[Le 4 janvier 2017]
Le film d’Alice Diop sera disponible sur la site de Télérama (voir ici) du 4 janvier au 8 février 2017.[Le 9 septembre 2016]
Cela fait quelques années que vous suivons avec intérêt le très réussi festival Silhouette, qui se tient chaque été à Paris… et cette année Le Blog documentaire a été chargé de remettre un prix à l’un des 9 films documentaires de la compétition. C’est donc avec un plaisir certain qu’un jury composé de Marie Baget, Fanny Belvisi, Benjamin Chevalier et Cédric Mal s’est réuni en fin de semaine dernière. Des discussions passionnées qui se sont accordées sur une évidence… L’évidence de la grâce.

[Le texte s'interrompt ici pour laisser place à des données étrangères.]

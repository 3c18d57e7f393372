pub mod errors;
mod models;

use std::time::Duration;
use log::debug;
use reqwest::Client;
use serde::Deserialize;
use crate::manager_advisory::models::HourlySeries;
use crate::manager_open_meteo::errors::OpenMeteoError;
use crate::manager_open_meteo::models::FullForecast;

#[derive(Deserialize)]
struct ErrorReason {
    reason: String,
}

/// Struct for fetching hourly temperature forecasts from Open-Meteo
pub struct OpenMeteo {
    client: Client,
    api_url: String,
    forecast_days: u8,
}

impl OpenMeteo {
    /// Returns an OpenMeteo struct ready for fetching forecasts
    ///
    /// # Arguments
    ///
    /// * 'api_url' - url to the Open-Meteo forecast endpoint
    /// * 'forecast_days' - number of days to request, at least 3 for a full advisory
    /// * 'timeout' - timeout for the whole request
    pub fn new(api_url: &str, forecast_days: u8, timeout: Duration) -> Result<OpenMeteo, OpenMeteoError> {
        let client = Client::builder()
            .timeout(timeout)
            .build()?;

        Ok(Self {
            client,
            api_url: api_url.to_string(),
            forecast_days,
        })
    }

    /// Retrieves hourly temperatures for the given location in its own timezone.
    /// Returns `Ok(None)` if the response carried no hourly block at all.
    ///
    /// # Arguments
    ///
    /// * 'lat' - latitude of the location
    /// * 'long' - longitude of the location
    pub async fn hourly_forecast(&self, lat: f64, long: f64) -> Result<Option<HourlySeries>, OpenMeteoError> {
        debug!("fetching forecast for {:.4}, {:.4}", lat, long);

        let req = self.client
            .get(&self.api_url)
            .query(&[
                ("latitude", lat.to_string()),
                ("longitude", long.to_string()),
                ("hourly", "temperature_2m".to_string()),
                ("forecast_days", self.forecast_days.to_string()),
                ("timezone", "auto".to_string()),
            ])
            .send().await?;

        let status = req.status();
        let json = req.text().await?;
        if !status.is_success() {
            let reason = serde_json::from_str::<ErrorReason>(&json)
                .map(|e| e.reason)
                .unwrap_or_default();
            return Err(OpenMeteoError::OpenMeteo(format!("Error while fetching forecast: {} {}", status, reason)));
        }

        parse_forecast(&json)
    }
}

/// Decodes a forecast document into an hourly series
///
/// # Arguments
///
/// * 'json' - response body from the forecast endpoint
fn parse_forecast(json: &str) -> Result<Option<HourlySeries>, OpenMeteoError> {
    let forecast: FullForecast = serde_json::from_str(json)?;

    Ok(forecast.hourly.map(HourlySeries::from))
}
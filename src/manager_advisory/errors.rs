use std::fmt;

/// Reasons an advisory could not be built from a forecast
///
#[derive(Debug, Clone, PartialEq)]
pub enum FormatError {
    /// The series is absent, or its timestamps or temperatures are empty
    IncompleteData,
    /// The series is present but could not be processed, e.g. a malformed timestamp
    ProcessingError(String),
}

impl FormatError {
    /// The fixed message a user gets instead of an advisory
    pub fn user_message(&self) -> &'static str {
        match self {
            FormatError::IncompleteData => "❌ Incomplete weather data received.",
            FormatError::ProcessingError(_) => "❌ Error processing weather data. Please try again.",
        }
    }
}

impl fmt::Display for FormatError {
    fn fmt(&self, f: &mut fmt::Formatter) -> fmt::Result {
        match self {
            FormatError::IncompleteData => write!(f, "FormatError::IncompleteData"),
            FormatError::ProcessingError(e) => write!(f, "FormatError::ProcessingError: {}", e),
        }
    }
}
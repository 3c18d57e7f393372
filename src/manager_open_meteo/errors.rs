use std::fmt;

#[derive(Debug)]
pub enum OpenMeteoError {
    OpenMeteo(String),
    Document(String),
}

impl fmt::Display for OpenMeteoError {
    fn fmt(&self, f: &mut fmt::Formatter) -> fmt::Result {
        match self {
            OpenMeteoError::OpenMeteo(e) => write!(f, "OpenMeteoError::OpenMeteo: {}", e),
            OpenMeteoError::Document(e) => write!(f, "OpenMeteoError::Document: {}", e),
        }
    }
}
impl From<reqwest::Error> for OpenMeteoError {
    fn from(e: reqwest::Error) -> Self {
        OpenMeteoError::OpenMeteo(e.to_string())
    }
}
impl From<serde_json::Error> for OpenMeteoError {
    fn from(e: serde_json::Error) -> Self {
        OpenMeteoError::Document(e.to_string())
    }
}
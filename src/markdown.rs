/// Escapes characters that legacy Telegram Markdown would treat as entity markers
///
/// # Arguments
///
/// * 'text' - free text to embed in a Markdown message
pub fn escape_markdown(text: &str) -> String {
    let mut escaped = String::with_capacity(text.len());
    for c in text.chars() {
        if matches!(c, '_' | '*' | '`' | '[') {
            escaped.push('\\');
        }
        escaped.push(c);
    }

    escaped
}
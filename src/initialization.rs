use std::env;
use std::fs;
use std::io::ErrorKind;
use std::time::Duration;
use argh::FromArgs;
use log::info;
use serde::Deserialize;
use serde_with::{serde_as, DurationSeconds};
use crate::errors::ConfigError;
use crate::logging::setup_logger;

const DEFAULT_CONFIG_PATH: &str = "config.toml";

/// What the process was asked to do
///
#[derive(Debug, Copy, Clone, PartialEq)]
pub enum Command {
    Run,
    Diagnose,
    SetWebhook,
}

/// Meghdoot, a Telegram bot sending farmers weather advisories for their location
#[derive(FromArgs, Debug, PartialEq)]
struct Args {
    /// path to the configuration file, defaults to $MEGHDOOT_CONFIG or ./config.toml
    #[argh(option, short = 'c')]
    config: Option<String>,

    #[argh(subcommand)]
    command: Option<SubCommand>,
}

#[derive(FromArgs, Debug, PartialEq)]
#[argh(subcommand)]
enum SubCommand {
    Run(RunArgs),
    Diagnose(DiagnoseArgs),
    SetWebhook(SetWebhookArgs),
}

/// run the bot in the configured transport mode (default)
#[derive(FromArgs, Debug, PartialEq)]
#[argh(subcommand, name = "run")]
struct RunArgs {}

/// check the token, bot identity, webhook registration and webhook host
#[derive(FromArgs, Debug, PartialEq)]
#[argh(subcommand, name = "diagnose")]
struct DiagnoseArgs {}

/// register the configured public url as webhook and verify it
#[derive(FromArgs, Debug, PartialEq)]
#[argh(subcommand, name = "set-webhook")]
struct SetWebhookArgs {}

impl Args {
    fn command(&self) -> Command {
        match self.command {
            None | Some(SubCommand::Run(_)) => Command::Run,
            Some(SubCommand::Diagnose(_)) => Command::Diagnose,
            Some(SubCommand::SetWebhook(_)) => Command::SetWebhook,
        }
    }
}

#[derive(Deserialize, Debug, Copy, Clone, PartialEq)]
#[serde(rename_all = "lowercase")]
pub enum TransportMode {
    Polling,
    Webhook,
}

#[derive(Deserialize)]
#[serde(default)]
pub struct General {
    pub log_path: Option<String>,
    pub log_level: String,
    pub log_to_stdout: bool,
}

impl Default for General {
    fn default() -> Self {
        Self { log_path: None, log_level: "info".to_string(), log_to_stdout: true }
    }
}

#[serde_as]
#[derive(Deserialize)]
#[serde(default)]
pub struct TelegramParameters {
    pub token: String,
    pub api_url: String,
    #[serde_as(as = "DurationSeconds<u64>")]
    pub request_timeout: Duration,
    #[serde_as(as = "DurationSeconds<u64>")]
    pub connect_timeout: Duration,
    #[serde_as(as = "DurationSeconds<u64>")]
    pub poll_timeout: Duration,
    pub proxy: Option<String>,
}

impl Default for TelegramParameters {
    fn default() -> Self {
        Self {
            token: String::new(),
            api_url: "https://api.telegram.org".to_string(),
            request_timeout: Duration::from_secs(30),
            connect_timeout: Duration::from_secs(30),
            poll_timeout: Duration::from_secs(30),
            proxy: None,
        }
    }
}

#[derive(Deserialize)]
#[serde(default)]
pub struct Transport {
    pub mode: TransportMode,
}

impl Default for Transport {
    fn default() -> Self {
        Self { mode: TransportMode::Polling }
    }
}

#[derive(Deserialize)]
#[serde(default)]
pub struct WebServerParameters {
    pub bind_address: String,
    pub bind_port: u16,
    pub public_url: Option<String>,
    pub webhook_secret: Option<String>,
}

impl Default for WebServerParameters {
    fn default() -> Self {
        Self {
            bind_address: "0.0.0.0".to_string(),
            bind_port: 5000,
            public_url: None,
            webhook_secret: None,
        }
    }
}

#[serde_as]
#[derive(Deserialize)]
#[serde(default)]
pub struct WeatherParameters {
    pub api_url: String,
    pub forecast_days: u8,
    #[serde_as(as = "DurationSeconds<u64>")]
    pub timeout: Duration,
}

impl Default for WeatherParameters {
    fn default() -> Self {
        Self {
            api_url: "https://api.open-meteo.com/v1/forecast".to_string(),
            forecast_days: 7,
            timeout: Duration::from_secs(10),
        }
    }
}

#[serde_as]
#[derive(Deserialize)]
#[serde(default)]
pub struct GeocodingParameters {
    pub enabled: bool,
    pub api_url: String,
    pub user_agent: String,
    #[serde_as(as = "DurationSeconds<u64>")]
    pub timeout: Duration,
}

impl Default for GeocodingParameters {
    fn default() -> Self {
        Self {
            enabled: true,
            api_url: "https://nominatim.openstreetmap.org/reverse".to_string(),
            user_agent: "MeghdootBot/1.0".to_string(),
            timeout: Duration::from_secs(5),
        }
    }
}

#[derive(Deserialize, Default)]
#[serde(default)]
pub struct Config {
    pub general: General,
    pub telegram: TelegramParameters,
    pub transport: Transport,
    pub web_server: WebServerParameters,
    pub weather: WeatherParameters,
    pub geocoding: GeocodingParameters,
}

/// Reads command line, configuration file and environment, then sets up logging
///
/// The configuration file is given by `--config <path>`, else by the `MEGHDOOT_CONFIG`
/// environment variable, else it is `config.toml` in the working directory. Only that
/// last one may be missing, the defaults and environment then make up the configuration.
///
pub fn config() -> Result<(Command, Config), ConfigError> {
    let args: Args = argh::from_env();
    let command = args.command();
    let (config_path, explicit) = config_path(args.config, env::var("MEGHDOOT_CONFIG").ok());

    let loaded = read_config(&config_path, explicit)?;
    let from_file = loaded.is_some();
    let mut config = loaded.unwrap_or_default();
    apply_env_overrides(&mut config, |key| env::var(key).ok())?;
    validate(&config)?;

    setup_logger(&config.general)?;
    if from_file {
        info!("configuration loaded from {}", config_path);
    } else {
        info!("no {} found, configuration taken from defaults and environment", config_path);
    }

    Ok((command, config))
}

/// Picks the configuration file, returns it along with whether it was asked for explicitly
///
/// # Arguments
///
/// * 'flag' - path given on the command line
/// * 'env_path' - path given by the `MEGHDOOT_CONFIG` environment variable
fn config_path(flag: Option<String>, env_path: Option<String>) -> (String, bool) {
    match flag.or(env_path.filter(|p| !p.is_empty())) {
        Some(path) => (path, true),
        None => (DEFAULT_CONFIG_PATH.to_string(), false),
    }
}

/// Reads and parses a configuration file, `None` if the default file does not exist
///
/// # Arguments
///
/// * 'path' - path to the configuration file
/// * 'explicit' - whether the path was asked for, a missing file is then an error
fn read_config(path: &str, explicit: bool) -> Result<Option<Config>, ConfigError> {
    match fs::read_to_string(path) {
        Ok(toml) => Ok(Some(toml::from_str(&toml)?)),
        Err(e) if !explicit && e.kind() == ErrorKind::NotFound => Ok(None),
        Err(e) => Err(ConfigError(format!("failed to read {}: {}", path, e))),
    }
}

/// Applies the environment variables a hosted deployment provides
///
/// # Arguments
///
/// * 'config' - configuration to update
/// * 'lookup' - environment lookup
fn apply_env_overrides<F>(config: &mut Config, lookup: F) -> Result<(), ConfigError>
where
    F: Fn(&str) -> Option<String>,
{
    if let Some(token) = lookup("TELEGRAM_TOKEN").filter(|t| !t.is_empty()) {
        config.telegram.token = token;
    }
    if let Some(port) = lookup("PORT") {
        config.web_server.bind_port = port.parse()
            .map_err(|_| ConfigError(format!("PORT is not a valid port: {}", port)))?;
    }
    if let Some(url) = lookup("RAILWAY_STATIC_URL").filter(|u| !u.is_empty()) {
        config.web_server.public_url = Some(url);
    }

    Ok(())
}

fn validate(config: &Config) -> Result<(), ConfigError> {
    if config.telegram.token.trim().is_empty() {
        return Err("telegram token missing, set [telegram] token or TELEGRAM_TOKEN".into());
    }
    if !(1..=16).contains(&config.weather.forecast_days) {
        return Err("[weather] forecast_days must be between 1 and 16".into());
    }
    if let Some(secret) = &config.web_server.webhook_secret {
        let valid_chars = secret.chars().all(|c| c.is_ascii_alphanumeric() || c == '_' || c == '-');
        if secret.is_empty() || secret.len() > 256 || !valid_chars {
            return Err("[web_server] webhook_secret must be 1-256 characters of A-Z, a-z, 0-9, _ and -".into());
        }
    }

    Ok(())
}
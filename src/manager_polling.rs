use std::future::Future;
use std::sync::Arc;
use std::time::Duration;
use log::{debug, error, info};
use tokio::task::JoinSet;
use crate::bot::Bot;

const RETRY_DELAY: Duration = Duration::from_secs(5);

/// Long polling loop, runs until Ctrl+C
///
/// Any webhook is removed first since Telegram refuses `getUpdates` while one is set.
/// Every update is handled on its own task so a slow forecast does not hold up other chats.
///
/// # Arguments
///
/// * 'bot' - the bot to hand updates to
/// * 'poll_timeout' - how long each long poll may wait for updates
pub async fn run_polling(bot: Arc<Bot>, poll_timeout: Duration) {
    poll_until(bot, poll_timeout, async {
        if let Err(e) = tokio::signal::ctrl_c().await {
            error!("failed to listen for Ctrl+C: {}", e);
            std::future::pending::<()>().await;
        }
    }).await
}

/// Polls until the shutdown future completes, then waits for updates in progress
/// and confirms the handled ones to Telegram.
///
/// # Arguments
///
/// * 'bot' - the bot to hand updates to
/// * 'poll_timeout' - how long each long poll may wait for updates
/// * 'shutdown' - completes when polling should stop
async fn poll_until(bot: Arc<Bot>, poll_timeout: Duration, shutdown: impl Future<Output = ()>) {
    if let Err(e) = bot.telegram().delete_webhook().await {
        error!("failed to delete webhook: {}", e);
    }

    info!("bot is polling for updates, press Ctrl+C to stop");

    tokio::pin!(shutdown);
    let mut tasks: JoinSet<()> = JoinSet::new();
    let mut offset: Option<i32> = None;

    loop {
        tokio::select! {
            _ = &mut shutdown => break,
            result = bot.telegram().get_updates(offset, poll_timeout) => match result {
                Ok(updates) => {
                    for update in updates {
                        offset = Some(next_offset(offset, update.id.0));

                        let bot = bot.clone();
                        tasks.spawn(async move {
                            if let Err(e) = bot.handle_update(update).await {
                                error!("failed to handle update: {}", e);
                            }
                        });
                    }
                },
                Err(e) => {
                    error!("failed to get updates: {}", e);
                    tokio::select! {
                        _ = &mut shutdown => break,
                        _ = tokio::time::sleep(RETRY_DELAY) => {},
                    }
                }
            },
        }

        while let Some(result) = tasks.try_join_next() {
            if let Err(e) = result {
                error!("update task failed: {}", e);
            }
        }
    }

    info!("shutting down, waiting for {} update(s) in progress", tasks.len());
    while let Some(result) = tasks.join_next().await {
        if let Err(e) = result {
            error!("update task failed: {}", e);
        }
    }

    if let Some(offset) = offset {
        match bot.telegram().get_updates(Some(offset), Duration::ZERO).await {
            Ok(_) => debug!("confirmed updates up to offset {}", offset),
            Err(e) => error!("failed to confirm handled updates: {}", e),
        }
    }
}

/// Offset confirming everything up to and including the given update
fn next_offset(offset: Option<i32>, update_id: u32) -> i32 {
    let next = i32::try_from(update_id).unwrap_or(i32::MAX).saturating_add(1);
    offset.map_or(next, |o| o.max(next))
}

C’est donc le nouveau film d’Alice Diop (lire notre entretien ici) qui a mis tout le monde d’accord. Vers la tendresse propose une exploration sensible du sentiment amoureux en « banlieue », « une errance avec une bande de jeunes de cité », « la découverte d’un univers où les corps féminins ne sont plus que des silhouettes fantomatiques et virtuelles ».
Pour construire son projet, la réalisatrice a recueilli quatre témoignages de jeunes hommes à Montreuil, quatre rencontres à ce point « bouleversantes » qu’elle a décidé de transformer ce qu’elle pensait être une enquête pour réaliser un film de fiction en court-métrage documentaire.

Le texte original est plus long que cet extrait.